◆ TASK BRIEF
Transcribe all the entries that follow, leaving nothing out.

◆ INFORMATION GIVEN
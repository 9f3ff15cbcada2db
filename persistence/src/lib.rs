#![deny(
    unsafe_code,
    missing_docs,
    dead_code,
    unused_results,
    non_snake_case,
    unreachable_pub
)]

//! Session persistence for the geocache world.
//!
//! A session is three blobs in a key-value [`Storage`]: the stowed cache
//! table rendered by [`encode_stowed`], the player position and the held token
//! value. Active caches are never written directly; callers stow them first.

mod codec;
mod storage;

use geocache_core::{Command, GeoPoint, StowedTable, TokenValue};
use log::{info, warn};

pub use codec::{
    decode_held, decode_position, decode_stowed, encode_held, encode_position, encode_stowed,
};
pub use storage::{FileStorage, MemoryStorage, Storage, StorageError};

/// Storage key holding the stowed cache table.
pub const CACHE_STATE_KEY: &str = "cache_state";
/// Storage key holding the player position.
pub const PLAYER_POSITION_KEY: &str = "player_position";
/// Storage key holding the held token value.
pub const HELD_TOKEN_KEY: &str = "held_token";

/// Everything required to resume a session.
#[derive(Clone, Debug, PartialEq)]
pub struct SessionSnapshot {
    /// Off-screen caches keyed by cell.
    pub stowed: StowedTable,
    /// Last known player position.
    pub player: GeoPoint,
    /// Token carried by the player, if any.
    pub held: Option<TokenValue>,
}

impl SessionSnapshot {
    /// Converts the snapshot into the command that reinstates it in the world.
    #[must_use]
    pub fn into_command(self) -> Command {
        Command::RestoreSession {
            stowed: self.stowed,
            player: self.player,
            held: self.held,
        }
    }
}

/// Writes the snapshot to storage under the session keys.
pub fn save_session<S>(storage: &mut S, snapshot: &SessionSnapshot) -> Result<(), StorageError>
where
    S: Storage + ?Sized,
{
    storage.set(CACHE_STATE_KEY, &encode_stowed(&snapshot.stowed))?;
    storage.set(PLAYER_POSITION_KEY, &encode_position(snapshot.player))?;
    storage.set(HELD_TOKEN_KEY, &encode_held(snapshot.held))?;
    info!(
        "saved session with {} stowed caches at {}",
        snapshot.stowed.len(),
        snapshot.player
    );
    Ok(())
}

/// Reads a previously saved session.
///
/// Returns `Ok(None)` when storage holds no session at all. Unreadable
/// positions fall back to `fallback_player` and unreadable held values
/// are treated as an empty hand.
pub fn load_session<S>(
    storage: &S,
    fallback_player: GeoPoint,
) -> Result<Option<SessionSnapshot>, StorageError>
where
    S: Storage + ?Sized,
{
    let cache_state = storage.get(CACHE_STATE_KEY)?;
    let position = storage.get(PLAYER_POSITION_KEY)?;
    let held = storage.get(HELD_TOKEN_KEY)?;
    if cache_state.is_none() && position.is_none() && held.is_none() {
        return Ok(None);
    }

    let stowed = cache_state
        .as_deref()
        .map(decode_stowed)
        .unwrap_or_default();
    let player = match position.as_deref() {
        Some(text) => decode_position(text).unwrap_or_else(|| {
            warn!("ignoring unparseable player position {text:?}");
            fallback_player
        }),
        None => fallback_player,
    };
    let held = held.as_deref().and_then(decode_held);

    info!(
        "loaded session with {} stowed caches at {player}",
        stowed.len()
    );
    Ok(Some(SessionSnapshot {
        stowed,
        player,
        held,
    }))
}

/// Removes every persisted session blob.
pub fn clear_session<S>(storage: &mut S) -> Result<(), StorageError>
where
    S: Storage + ?Sized,
{
    storage.clear()
}
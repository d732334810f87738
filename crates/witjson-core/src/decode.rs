// Dweve WitJSON - Typed JSON Marshaling Framework
//
// Copyright (c) 2025 Dweve IP B.V. and individual contributors.
//
// SPDX-License-Identifier: Apache-2.0
//
// Licensed under the Apache License, Version 2.0 (the "License");
// you may not use this file except in compliance with the License.
// You may obtain a copy of the License in the LICENSE file at the
// root of this repository or at: http://www.apache.org/licenses/LICENSE-2.0
//
// Unless required by applicable law or agreed to in writing, software
// distributed under the License is distributed on an "AS IS" BASIS,
// WITHOUT WARRANTIES OR CONDITIONS OF ANY KIND, either express or implied.
// See the License for the specific language governing permissions and
// limitations under the License.

//! Decoding native values out of the dynamic [`Value`] tree.

use crate::error::{DecodeResult, DecodingError};
use crate::error_ext::DecodeResultExt;
use crate::value::{Value, ValueKind};

/// A native value that can be built from an object-shaped [`Value`].
///
/// Implementations usually open a [`JsonDecoder`](crate::JsonDecoder) on the
/// input and read each field by key:
///
/// ```rust
/// use witjson_core::{Decodable, DecodeResult, JsonDecoder, Value};
///
/// struct Child {
///     name: String,
///     age: i64,
/// }
///
/// impl Decodable for Child {
///     fn from_json(json: &Value) -> DecodeResult<Self> {
///         let decoder = JsonDecoder::new(json)?;
///         Ok(Child {
///             name: decoder.decode("childName")?,
///             age: decoder.decode("childAge")?,
///         })
///     }
/// }
///
/// let json: Value = vec![
///     ("childName".to_string(), Value::from("Joey")),
///     ("childAge".to_string(), Value::Int(11)),
/// ]
/// .into_iter()
/// .collect();
/// let child = Child::from_json(&json).unwrap();
/// assert_eq!(child.name, "Joey");
/// assert_eq!(child.age, 11);
/// ```
pub trait Decodable: Sized {
    /// Build a value from `json`, or report the first schema violation.
    fn from_json(json: &Value) -> DecodeResult<Self>;
}

impl Decodable for Value {
    fn from_json(json: &Value) -> DecodeResult<Self> {
        Ok(json.clone())
    }
}

/// Decode a top-level array whose elements are all objects.
///
/// Fails with an array-shape error if `json` is not an array or holds a
/// non-object element. Otherwise elements are decoded in order and the first
/// failure aborts, tagged with its index.
pub fn decode_array<T: Decodable>(json: &Value) -> DecodeResult<Vec<T>> {
    let items = json
        .as_array()
        .ok_or(DecodingError::ArrayShapeMismatch {
            key: None,
            expected: ValueKind::Object,
            found: json.kind(),
        })?;
    check_object_elements(items, None)?;
    decode_elements(items)
}

pub(crate) fn check_object_elements(items: &[Value], key: Option<&str>) -> DecodeResult<()> {
    match items.iter().find(|item| !item.is_object()) {
        Some(bad) => Err(DecodingError::ArrayShapeMismatch {
            key: key.map(str::to_owned),
            expected: ValueKind::Object,
            found: bad.kind(),
        }),
        None => Ok(()),
    }
}

pub(crate) fn decode_elements<T: Decodable>(items: &[Value]) -> DecodeResult<Vec<T>> {
    items
        .iter()
        .enumerate()
        .map(|(index, item)| T::from_json(item).at_index(index))
        .collect()
}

◆ RESULT OF THE EXERCISE
repository 9f3ff15cbcada2db
filename persistence/src/lib.rs
#![deny(
    unsafe_code,
    missing_docs,
    dead_code,
    unused_results,
    non_snake_case,
    unreachable_pub
)]

//! Session persistence for the geocache world.
//!
//! A session is three blobs in a key-value [`Storage`]: the stowed cache
//! table rendered by [`encode_stowed`], the player position and the held token
//! value. Active caches are never written directly; callers stow them first.

mod codec;
mod storage;

use geocache_core::{Command, GeoPoint, StowedTable, TokenValue};
use log::{info, warn};

pub use codec::{
    decode_held, decode_position, decode_stowed, encode_held, encode_position, encode_stowed,
};
pub use storage::{FileStorage, MemoryStorage, Storage, StorageError};

/// Storage key holding the stowed cache table.
pub const CACHE_STATE_KEY: &str = "cache_state";
/// Storage key holding the player position.
pub const PLAYER_POSITION_KEY: &str = "player_position";
/// Storage key holding the held token value.
pub const HELD_TOKEN_KEY: &str = "held_token";

/// Everything required to resume a session.
#[derive(Clone, Debug, PartialEq)]
pub struct SessionSnapshot {
    /// Off-screen caches keyed by cell.
    pub stowed: StowedTable,
    /// Last known player position.
    pub player: GeoPoint,
    /// Token carried by the player, if any.
    pub held: Option<TokenValue>,
}

impl SessionSnapshot {
    /// Converts the snapshot into the command that reinstates it in the world.
    #[must_use]
    pub fn into_command(self) -> Command {
        Command::RestoreSession {
            stowed: self.stowed,
            player: self.player,
            held: self.held,
        }
    }
}

/// Writes the snapshot to storage under the session keys.
pub fn save_session<S>(storage: &mut S, snapshot: &SessionSnapshot) -> Result<(), StorageError>
where
    S: Storage + ?Sized,
{
    storage.set(CACHE_STATE_KEY, &encode_stowed(&snapshot.stowed))?;
    storage.set(PLAYER_POSITION_KEY, &encode_position(snapshot.player))?;
    storage.set(HELD_TOKEN_KEY, &encode_held(snapshot.held))?;
    info!(
        "saved session with {} stowed caches at {}",
        snapshot.stowed.len(),
        snapshot.player
    );
    Ok(())
}

/// Reads a previously saved session.
///
/// Returns `Ok(None)` when storage holds no session at all. Unreadable
/// positions fall back to `fallback_player` and unreadable held values
/// are treated as an empty hand.
pub fn load_session<S>(
    storage: &S,
    fallback_player: GeoPoint,
) -> Result<Option<SessionSnapshot>, StorageError>
where
    S: Storage + ?Sized,
{
    let cache_state = storage.get(CACHE_STATE_KEY)?;
    let position = storage.get(PLAYER_POSITION_KEY)?;
    let held = storage.get(HELD_TOKEN_KEY)?;
    if cache_state.is_none() && position.is_none() && held.is_none() {
        return Ok(None);
    }

    let stowed = cache_state
        .as_deref()
        .map(decode_stowed)
        .unwrap_or_default();
    let player = match position.as_deref() {
        Some(text) => decode_position(text).unwrap_or_else(|| {
            warn!("ignoring unparseable player position {text:?}");
            fallback_player
        }),
        None => fallback_player,
    };
    let held = held.as_deref().and_then(decode_held);

    info!(
        "loaded session with {} stowed caches at {player}",
        stowed.len()
    );
    Ok(Some(SessionSnapshot {
        stowed,
        player,
        held,
    }))
}

/// Removes every persisted session blob.
pub fn clear_session<S>(storage: &mut S) -> Result<(), StorageError>
where
    S: Storage + ?Sized,
{
    storage.clear()
}
repository d732334810f87738
filename crates/witjson-core/src/decode.rs
// Dweve WitJSON - Typed JSON Marshaling Framework
//
// Copyright (c) 2025 Dweve IP B.V. and individual contributors.
//
// SPDX-License-Identifier: Apache-2.0
//
// Licensed under the Apache License, Version 2.0 (the "License");
// you may not use this file except in compliance with the License.
// You may obtain a copy of the License in the LICENSE file at the
// root of this repository or at: http://www.apache.org/licenses/LICENSE-2.0
//
// Unless required by applicable law or agreed to in writing, software
// distributed under the License is distributed on an "AS IS" BASIS,
// WITHOUT WARRANTIES OR CONDITIONS OF ANY KIND, either express or implied.
// See the License for the specific language governing permissions and
// limitations under the License.

//! Decoding native values out of the dynamic [`Value`] tree.

use crate::error::{DecodeResult, DecodingError};
use crate::error_ext::DecodeResultExt;
use crate::value::{Value, ValueKind};

/// A native value that can be built from an object-shaped [`Value`].
///
/// Implementations usually open a [`JsonDecoder`](crate::JsonDecoder) on the
/// input and read each field by key:
///
/// ```rust
/// use witjson_core::{Decodable, DecodeResult, JsonDecoder, Value};
///
/// struct Child {
///     name: String,
///     age: i64,
/// }
///
/// impl Decodable for Child {
///     fn from_json(json: &Value) -> DecodeResult<Self> {
///         let decoder = JsonDecoder::new(json)?;
///         Ok(Child {
///             name: decoder.decode("childName")?,
///             age: decoder.decode("childAge")?,
///         })
///     }
/// }
///
/// let json: Value = vec![
///     ("childName".to_string(), Value::from("Joey")),
///     ("childAge".to_string(), Value::Int(11)),
/// ]
/// .into_iter()
/// .collect();
/// let child = Child::from_json(&json).unwrap();
/// assert_eq!(child.name, "Joey");
/// assert_eq!(child.age, 11);
/// ```
pub trait Decodable: Sized {
    /// Build a value from `json`, or report the first schema violation.
    fn from_json(json: &Value) -> DecodeResult<Self>;
}

impl Decodable for Value {
    fn from_json(json: &Value) -> DecodeResult<Self> {
        Ok(json.clone())
    }
}

/// Decode a top-level array whose elements are all objects.
///
/// Fails with an array-shape error if `json` is not an array or holds a
/// non-object element. Otherwise elements are decoded in order and the first
/// failure aborts, tagged with its index.
pub fn decode_array<T: Decodable>(json: &Value) -> DecodeResult<Vec<T>> {
    let items = json
        .as_array()
        .ok_or(DecodingError::ArrayShapeMismatch {
            key: None,
            expected: ValueKind::Object,
            found: json.kind(),
        })?;
    check_object_elements(items, None)?;
    decode_elements(items)
}

pub(crate) fn check_object_elements(items: &[Value], key: Option<&str>) -> DecodeResult<()> {
    match items.iter().find(|item| !item.is_object()) {
        Some(bad) => Err(DecodingError::ArrayShapeMismatch {
            key: key.map(str::to_owned),
            expected: ValueKind::Object,
            found: bad.kind(),
        }),
        None => Ok(()),
    }
}

pub(crate) fn decode_elements<T: Decodable>(items: &[Value]) -> DecodeResult<Vec<T>> {
    items
        .iter()
        .enumerate()
        .map(|(index, item)| T::from_json(item).at_index(index))
        .collect()
}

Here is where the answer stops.